Guam – The Guam Election Commission is set to count as many as hundreds of absentee ballots and a handful of provisional ballots before certifying election results this Friday.
Even if as many as 300 provisional and absentee ballots are added to the votes counted immediately following the Nov. 6 general election, a gubernatorial runoff is unlikely. If that presumption holds, Lou Leon Guerrero will be sworn in as Guam’s first woman governor by the first week of January 2019.
Should Republican gubernatorial candidate Ray Tenorio and his running mate Tony Ada actually receive all 300 such hypothetical votes, their Democratic rivals, Lou Leon Guerrero and running mate Josh Tenorio, would still maintain a 50.2 percent lead in election results prior to certification.

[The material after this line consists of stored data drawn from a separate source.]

//! Trace handles and spans
//!
//! A trace is one profiling session, typically one request. It is owned by
//! its handle until it is either dropped (and freed) or submitted to an
//! instrumenter (and owned by libskylight from then on). Every operation
//! on a submitted trace fails with [`BridgeError::TraceSubmitted`] before
//! reaching native code.
//!
//! Spans are not resources. They are numeric handles scoped to their
//! trace and die with it.

use std::ptr::{self, NonNull};
use std::sync::Arc;

use crate::buf::{self, BufRef};
use crate::error::{check, BridgeError, BridgeResult, Status};
use crate::gate::Gate;
use crate::resource::{TraceCell, TraceState};
use crate::sys::{SkyBuf, TraceGetBufFn, TraceSetBufFn};

/// Opaque span handle returned by [`Trace::instrument`]
#[derive(Debug, Clone, Copy, PartialEq, Eq, Hash, PartialOrd, Ord)]
pub struct SpanHandle(u32);

impl SpanHandle {
    /// Wrap a raw handle received from the host
    pub const fn from_raw(raw: u32) -> Self {
        SpanHandle(raw)
    }

    /// The raw handle
    pub const fn get(self) -> u32 {
        self.0
    }
}

/// Host handle to a native trace
#[derive(Clone)]
pub struct Trace {
    cell: Arc<TraceCell>,
}

impl Trace {
    /// Create a trace.
    ///
    /// # Arguments
    /// * `start` - start time on the native clock (see [`Gate::hrtime`])
    /// * `uuid` - request identifier
    /// * `endpoint` - endpoint name, e.g. `UsersController#show`
    pub fn new(gate: &Gate, start: u64, uuid: &[u8], endpoint: &[u8]) -> BridgeResult<Self> {
        let lib = gate.libskylight()?;
        let uuid = BufRef::new(uuid);
        let endpoint = BufRef::new(endpoint);

        let mut out = ptr::null_mut();
        let code = unsafe { (lib.api().trace_new)(start, uuid.raw(), endpoint.raw(), &mut out) };
        check("sky_trace_new", code)?;
        let ptr = NonNull::new(out).ok_or(BridgeError::NativeCallFailed {
            function: "sky_trace_new",
            code,
        })?;

        Ok(Trace {
            cell: Arc::new(TraceCell::new(Arc::clone(lib), ptr)),
        })
    }

    pub(crate) fn cell(&self) -> &TraceCell {
        &self.cell
    }

    /// Lifecycle state of the underlying native trace
    pub fn state(&self) -> TraceState {
        self.cell.state()
    }

    /// Mark the trace started; returns the native clock value used
    pub fn start(&self) -> BridgeResult<u64> {
        let trace = self.cell.live()?;
        let mut out = 0u64;
        let code = unsafe { (self.cell.api().trace_start)(trace.as_ptr(), &mut out) };
        check("sky_trace_start", code)?;
        Ok(out)
    }

    /// Current endpoint name
    pub fn endpoint(&self) -> BridgeResult<Vec<u8>> {
        self.get_buf(self.cell.api().trace_endpoint, "sky_trace_endpoint")
    }

    /// Replace the endpoint name; a refusal leaves the old one in place
    pub fn set_endpoint(&self, endpoint: &[u8]) -> BridgeResult<Status> {
        self.set_buf(self.cell.api().trace_set_endpoint, endpoint)
    }

    /// Current request identifier
    pub fn uuid(&self) -> BridgeResult<Vec<u8>> {
        self.get_buf(self.cell.api().trace_uuid, "sky_trace_uuid")
    }

    /// Replace the request identifier
    pub fn set_uuid(&self, uuid: &[u8]) -> BridgeResult<Status> {
        self.set_buf(self.cell.api().trace_set_uuid, uuid)
    }

    /// Open a span at `time`, tagged with `category` (e.g. `db.sql.query`)
    pub fn instrument(&self, time: u64, category: &[u8]) -> BridgeResult<SpanHandle> {
        let trace = self.cell.live()?;
        let category = BufRef::new(category);
        let mut out = 0u32;

        let code = unsafe {
            (self.cell.api().trace_instrument)(trace.as_ptr(), time, category.raw(), &mut out)
        };
        check("sky_trace_instrument", code)?;

        Ok(SpanHandle(out))
    }

    /// Set the title of an open span
    pub fn span_set_title(&self, span: SpanHandle, title: &[u8]) -> BridgeResult<Status> {
        let trace = self.cell.live()?;
        let title = BufRef::new(title);
        let code =
            unsafe { (self.cell.api().trace_span_set_title)(trace.as_ptr(), span.0, title.raw()) };
        Ok(Status::from_code(code))
    }

    /// Set the description of an open span
    pub fn span_set_description(&self, span: SpanHandle, desc: &[u8]) -> BridgeResult<Status> {
        let trace = self.cell.live()?;
        let desc = BufRef::new(desc);
        let code =
            unsafe { (self.cell.api().trace_span_set_desc)(trace.as_ptr(), span.0, desc.raw()) };
        Ok(Status::from_code(code))
    }

    /// Close a span at `time`.
    ///
    /// Closing a span twice, or one the trace never issued, is refused by
    /// libskylight and comes back as `Status::Error`.
    pub fn span_done(&self, span: SpanHandle, time: u64) -> BridgeResult<Status> {
        let trace = self.cell.live()?;
        let code = unsafe { (self.cell.api().trace_span_done)(trace.as_ptr(), span.0, time) };
        Ok(Status::from_code(code))
    }

    /// Whether two handles refer to the same native trace
    pub fn ptr_eq(&self, other: &Trace) -> bool {
        Arc::ptr_eq(&self.cell, &other.cell)
    }

    fn get_buf(&self, getter: TraceGetBufFn, function: &'static str) -> BridgeResult<Vec<u8>> {
        let trace = self.cell.live()?;
        let mut out = SkyBuf {
            data: ptr::null(),
            len: 0,
        };
        let code = unsafe { getter(trace.as_ptr(), &mut out) };
        check(function, code)?;
        // The view points into the trace; copy before anything can change it.
        Ok(unsafe { buf::copy_out(out) })
    }

    fn set_buf(&self, setter: TraceSetBufFn, value: &[u8]) -> BridgeResult<Status> {
        let trace = self.cell.live()?;
        let value = BufRef::new(value);
        let code = unsafe { setter(trace.as_ptr(), value.raw()) };
        Ok(Status::from_code(code))
    }

    #[cfg(any(test, feature = "test-support"))]
    pub(crate) fn as_raw(&self) -> BridgeResult<NonNull<crate::sys::SkyTrace>> {
        self.cell.live()
    }
}

impl PartialEq for Trace {
    fn eq(&self, other: &Self) -> bool {
        self.ptr_eq(other)
    }
}

impl std::fmt::Debug for Trace {
    fn fmt(&self, f: &mut std::fmt::Formatter<'_>) -> std::fmt::Result {
        write!(
            f,
            "#Reference<trace {:p} {:?}>",
            Arc::as_ptr(&self.cell),
            self.state()
        )
    }
}

#[cfg(test)]
mod tests {
    use super::*;
    use crate::instrumenter::Instrumenter;
    use crate::testing;

    fn new_trace(gate: &Gate) -> Trace {
        Trace::new(gate, 100, b"b5b7c2c6-uuid", b"UsersController#show").unwrap()
    }

    #[test]
    fn test_new_requires_loaded_gate() {
        let gate = Gate::new();
        assert!(matches!(
            Trace::new(&gate, 0, b"uuid", b"endpoint"),
            Err(BridgeError::NotLoaded)
        ));
    }

    #[test]
    fn test_native_refusal_produces_no_handle() {
        let gate = testing::loaded_gate();
        let before = testing::counters();
        let result = Trace::new(&gate, 0, testing::REJECT, b"endpoint");
        assert!(matches!(result, Err(BridgeError::NativeCallFailed { .. })));
        let delta = testing::counters().since(&before);
        assert_eq!(delta.traces_created, 0);
        assert_eq!(delta.traces_freed, 0);
    }

    #[test]
    fn test_accessors() {
        let gate = testing::loaded_gate();
        let trace = new_trace(&gate);

        assert_eq!(trace.endpoint().unwrap(), b"UsersController#show");
        assert_eq!(trace.uuid().unwrap(), b"b5b7c2c6-uuid");

        assert_eq!(trace.set_endpoint(b"UsersController#index").unwrap(), Status::Ok);
        assert_eq!(trace.endpoint().unwrap(), b"UsersController#index");

        assert_eq!(trace.set_uuid(b"other-uuid").unwrap(), Status::Ok);
        assert_eq!(trace.uuid().unwrap(), b"other-uuid");
    }

    #[test]
    fn test_failed_set_endpoint_keeps_old_value() {
        let gate = testing::loaded_gate();
        let trace = new_trace(&gate);

        let before = trace.endpoint().unwrap();
        assert_eq!(trace.set_endpoint(testing::REJECT).unwrap(), Status::Error);
        assert_eq!(trace.endpoint().unwrap(), before);
    }

    #[test]
    fn test_start_returns_native_clock() {
        let gate = testing::loaded_gate();
        let trace = new_trace(&gate);
        let before = gate.hrtime().unwrap();
        let started = trace.start().unwrap();
        assert!(started > before);
    }

    #[test]
    fn test_span_handles_are_distinct() {
        let gate = testing::loaded_gate();
        let trace = new_trace(&gate);

        let a = trace.instrument(110, b"app.controller.request").unwrap();
        let b = trace.instrument(120, b"db.sql.query").unwrap();
        let c = trace.instrument(130, b"view.render.template").unwrap();
        assert_ne!(a, b);
        assert_ne!(b, c);
        assert_ne!(a, c);
    }

    #[test]
    fn test_span_annotation_and_done() {
        let gate = testing::loaded_gate();
        let trace = new_trace(&gate);
        let span = trace.instrument(110, b"db.sql.query").unwrap();

        assert_eq!(trace.span_set_title(span, b"SELECT FROM users").unwrap(), Status::Ok);
        assert_eq!(
            trace.span_set_description(span, b"SELECT * FROM users WHERE id = ?").unwrap(),
            Status::Ok
        );
        assert_eq!(trace.span_done(span, 150).unwrap(), Status::Ok);
        assert_eq!(trace.span_done(span, 160).unwrap(), Status::Error);

        let unknown = SpanHandle::from_raw(9_999);
        assert_eq!(trace.span_set_title(unknown, b"x").unwrap(), Status::Error);
        assert_eq!(trace.span_set_description(unknown, b"x").unwrap(), Status::Error);
        assert_eq!(trace.span_done(unknown, 170).unwrap(), Status::Error);
    }

    #[test]
    fn test_drop_without_submit_frees_once() {
        let gate = testing::loaded_gate();
        let before = testing::counters();

        let trace = new_trace(&gate);
        let alias = trace.clone();
        drop(trace);
        assert_eq!(testing::counters().since(&before).traces_freed, 0);
        drop(alias);

        let delta = testing::counters().since(&before);
        assert_eq!(delta.traces_freed, 1);
        assert_eq!(delta.traces_submitted, 0);
    }

    #[test]
    fn test_submitted_trace_rejects_operations() {
        let gate = testing::loaded_gate();
        let inst = Instrumenter::new(&gate, &["SKYLIGHT_VERSION", "5.0.0"]).unwrap();
        assert_eq!(inst.start(), Status::Ok);

        let trace = new_trace(&gate);
        let span = trace.instrument(110, b"db.sql.query").unwrap();
        assert_eq!(inst.submit_trace(&trace).unwrap(), Status::Ok);
        assert_eq!(trace.state(), TraceState::Submitted);

        assert!(matches!(trace.start(), Err(BridgeError::TraceSubmitted)));
        assert!(matches!(trace.endpoint(), Err(BridgeError::TraceSubmitted)));
        assert!(matches!(trace.set_uuid(b"x"), Err(BridgeError::TraceSubmitted)));
        assert!(matches!(trace.instrument(1, b"x"), Err(BridgeError::TraceSubmitted)));
        assert!(matches!(trace.span_done(span, 1), Err(BridgeError::TraceSubmitted)));
        assert!(matches!(inst.submit_trace(&trace), Err(BridgeError::TraceSubmitted)));
    }
}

The Leon Guerrero-Tenorio ticket garnered an unofficial 50.7 percent of the vote after ballots were counted immediately following the general election, enough to be declared the unofficial winners. Tenorio-Ada received 26.41 percent of the vote. If Leon Guerrero-Tenorio’s lead dips below 50 percent plus one vote following the counting of absentee and provisional ballots, it will trigger a runoff election with Tenorio-Ada. The gap between Leon Guerrero-Tenorio and Tenorio-Ada was widened when write-in ballots accounted for 22.88 percent of the vote. Sen. Frank Aguon, Jr. (D) and his running mate, Alicia Limtiaco, had mounted a concerted write-in campaign after their narrow defeat in last August’s Democratic primary.
The Guam Election Commission’s 2018 General Election Absentee Ballot Status Listing enumerates 624 approved absentee ballot requests and 14 pending requests, for a total of 638 possible absentee votes. But it is generally understood that not all requested absentee ballots automatically translate into votes cast. Some would-be absentee voters make it back to the island on time to participate in election day voting at local poll sites, others never mail in their ballots from abroad.
But in the event that that Tenorio-Ada ticket was to receive most or all of the 624 approved absentee ballots, even without the provisional ballots, it would be just enough to erase Leon Guerrero-Tenorio’s majority lead and tip the scales for a runoff.
Commissioners are expected to certify votes in all general election categories this Friday, including results in gubernatorial, legislative, congressional, attorney general, judicial retention, Guam Education Board, and Consolidated Commission on Utilities races.
The Guam Election Commission board meets at 9:00 a.m. this Friday morning, Nov. 23. Commissioners are expected to certify election results inside the GEC Conference Room on the second floor of the GCIC Building in Hagatna.